I am also a member of the TLC Millennial Task Force, which is a group of eight young women who are helping TLC create and implement new campaigns and programs to help raise awareness of BFRBs.

We have done a lot of stuff for school and college outreach, and we have even created a BFRB advice column, Trichs n Picks.

In seventh grade, I was still wearing the wig. I also started pulling my eyebrows again, too.

In the springtime, I relapsed and pulled out every single one of my eyebrow hairs. I called my parents, crying and ashamed, and they had to rush home from my sister’s soccer game to be with me.

I was so embarrassed, I even asked them if I could draw in my eyebrows with Crayola marker for school the next day.

I didn’t want anyone to see me like this; I didn’t even want to see myself like this. When I went to school the next day, no one said anything. I guess everyone was just used to it.

To this day, I hate seeing pictures of what I looked like without eyebrows. It’s just painful to look at.

I look happy on the outside, but on the inside, I was utterly embarrassed by how I looked.

It was in eighth grade I decided to stop wearing my wig. My curls were hanging out from underneath my wig, and I decided my natural hair was long enough to wear down in public.

I was so excited to finally not be wearing the wig; I could do whatever I wanted with my hair!

It was still short, but I was just happy to have my curls back. That same year, I also found out about eyebrow makeup, which has been my savior.

So many people who suffer from BFRBs live in shame and embarrassment; some sufferers' parents refuse to believe it’s an actual disorder.

For me, though, I’m lucky to have such an amazing support team: my doctors, friends, trich family and most importantly, my family.

My parents have spent thousands of dollars for my treatment, which I will forever be grateful for. My mom has even attended every TLC Conference with me.

Without my parents, I definitely would not be where I am today, receiving medication, going to doctors and attending the various conferences.

This summer, I also had the opportunity to speak at Project Inside Out, a summer camp for middle school girls ran by Girl Talk, a mentoring program for middle school girls.

It actually turned out that some of the girls in the audience have trich, or knew people who had it.

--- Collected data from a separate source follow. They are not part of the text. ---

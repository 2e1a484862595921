//! Credential-injection strategies applied by a [`crate::Session`].

use std::fmt;

use base64::{engine::general_purpose::STANDARD, Engine as _};
use reqwest::header::{HeaderMap, HeaderName, HeaderValue, AUTHORIZATION};

use crate::{ClientError, Result};

/// Name of the header carrying a [`SharedSecret`] key.
pub const SHARED_SECRET_HEADER: &str = "shared_secret";

/// Signs outgoing requests by adding headers.
///
/// Implementations validate their credentials when constructed, so signing
/// itself cannot fail.
pub trait Auth: Send + Sync + fmt::Debug {
    fn sign(&self, headers: &mut HeaderMap);
}

/// `Authorization: Bearer <token>`.
#[derive(Clone)]
pub struct Bearer {
    value: HeaderValue,
}

impl Bearer {
    /// Fails with code `bearer_token_not_valid` when the token is blank or
    /// cannot be sent as a header. The token is sent verbatim after the
    /// `Bearer ` scheme.
    pub fn new(token: impl AsRef<str>) -> Result<Self> {
        let token = token.as_ref();
        if token.trim().is_empty() {
            return Err(ClientError::auth(
                "bearer_token_not_valid",
                "No token set to query the API",
            ));
        }
        let value = sensitive_value(&format!("Bearer {token}")).ok_or_else(|| {
            ClientError::auth(
                "bearer_token_not_valid",
                "The bearer token contains characters not allowed in a header",
            )
        })?;
        Ok(Self { value })
    }
}

impl Auth for Bearer {
    fn sign(&self, headers: &mut HeaderMap) {
        headers.insert(AUTHORIZATION, self.value.clone());
    }
}

impl fmt::Debug for Bearer {
    fn fmt(&self, f: &mut fmt::Formatter<'_>) -> fmt::Result {
        f.debug_struct("Bearer")
            .field("token", &"<redacted>")
            .finish()
    }
}

/// Shared secret sent in the [`SHARED_SECRET_HEADER`] header.
#[derive(Clone)]
pub struct SharedSecret {
    value: HeaderValue,
}

impl SharedSecret {
    /// Fails with code `shared_secret_key_not_valid` when the key is blank or
    /// cannot be sent as a header.
    pub fn new(key: impl AsRef<str>) -> Result<Self> {
        let key = key.as_ref();
        if key.trim().is_empty() {
            return Err(ClientError::auth(
                "shared_secret_key_not_valid",
                "No shared secret key set to query the API",
            ));
        }
        let value = sensitive_value(key).ok_or_else(|| {
            ClientError::auth(
                "shared_secret_key_not_valid",
                "The shared secret key contains characters not allowed in a header",
            )
        })?;
        Ok(Self { value })
    }
}

impl Auth for SharedSecret {
    fn sign(&self, headers: &mut HeaderMap) {
        headers.insert(
            HeaderName::from_static(SHARED_SECRET_HEADER),
            self.value.clone(),
        );
    }
}

impl fmt::Debug for SharedSecret {
    fn fmt(&self, f: &mut fmt::Formatter<'_>) -> fmt::Result {
        f.debug_struct("SharedSecret")
            .field("key", &"<redacted>")
            .finish()
    }
}

/// HTTP basic authentication.
#[derive(Clone)]
pub struct Basic {
    username: String,
    value: HeaderValue,
}

impl Basic {
    /// Fails with code `basic_credentials_not_valid` when the username is
    /// blank. An empty password is allowed.
    pub fn new(username: impl Into<String>, password: impl AsRef<str>) -> Result<Self> {
        let username = username.into();
        if username.trim().is_empty() {
            return Err(ClientError::auth(
                "basic_credentials_not_valid",
                "No username set to query the API",
            ));
        }
        let encoded = STANDARD.encode(format!("{username}:{}", password.as_ref()));
        let value = sensitive_value(&format!("Basic {encoded}")).ok_or_else(|| {
            ClientError::auth(
                "basic_credentials_not_valid",
                "The basic credentials could not be encoded as a header",
            )
        })?;
        Ok(Self { username, value })
    }
}

impl Auth for Basic {
    fn sign(&self, headers: &mut HeaderMap) {
        headers.insert(AUTHORIZATION, self.value.clone());
    }
}

impl fmt::Debug for Basic {
    fn fmt(&self, f: &mut fmt::Formatter<'_>) -> fmt::Result {
        f.debug_struct("Basic")
            .field("username", &self.username)
            .field("password", &"<redacted>")
            .finish()
    }
}

/// Any single header carrying a credential, e.g. `X-Api-Key`.
#[derive(Clone)]
pub struct HeaderAuth {
    name: HeaderName,
    value: HeaderValue,
}

impl HeaderAuth {
    /// Fails with code `auth_header_not_valid` when the name or value is not
    /// a valid header, or the value is blank.
    pub fn new(name: impl AsRef<str>, value: impl AsRef<str>) -> Result<Self> {
        let name = HeaderName::from_bytes(name.as_ref().as_bytes()).map_err(|err| {
            ClientError::auth("auth_header_not_valid", format!("invalid header name: {err}"))
        })?;
        let value = value.as_ref();
        if value.trim().is_empty() {
            return Err(ClientError::auth(
                "auth_header_not_valid",
                format!("No value set for the {name} header"),
            ));
        }
        let value = sensitive_value(value).ok_or_else(|| {
            ClientError::auth(
                "auth_header_not_valid",
                format!("The {name} header value contains characters not allowed in a header"),
            )
        })?;
        Ok(Self { name, value })
    }
}

impl Auth for HeaderAuth {
    fn sign(&self, headers: &mut HeaderMap) {
        headers.insert(self.name.clone(), self.value.clone());
    }
}

impl fmt::Debug for HeaderAuth {
    fn fmt(&self, f: &mut fmt::Formatter<'_>) -> fmt::Result {
        f.debug_struct("HeaderAuth")
            .field("name", &self.name)
            .field("value", &"<redacted>")
            .finish()
    }
}

fn sensitive_value(value: &str) -> Option<HeaderValue> {
    let mut value = HeaderValue::from_str(value).ok()?;
    value.set_sensitive(true);
    Some(value)
}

Hopefully, that helped them realize it’s not all that “rare.”

If I could say one thing, it’s that you don’t know how badly I miss wearing my hair down.

I wear it up in a bun every day to hide bald spots, and I just want to show off my natural curls. So, to all the girls who think they’re having a bad hair day, you have no idea.

It still bothers me when people use expressions such as, “I’m so stressed, I could pull my hair out!” and it always will.

Even if people do know about trich, sometimes they just can’t help but use that expression since it’s normal and used so frequently.

Until people realize that BFRBs are an actual thing, we will continue to use that phrase. And I’m trying to change that.

I know I’m only 16 years old, but I hope to make a difference and inspire others to speak out about BFRBs. The only way we are going to break down these barriers is through awareness.

Whether it’s sharing this article or telling your best friend about BFRBs, we can overcome the stigma. If I can, you can, too.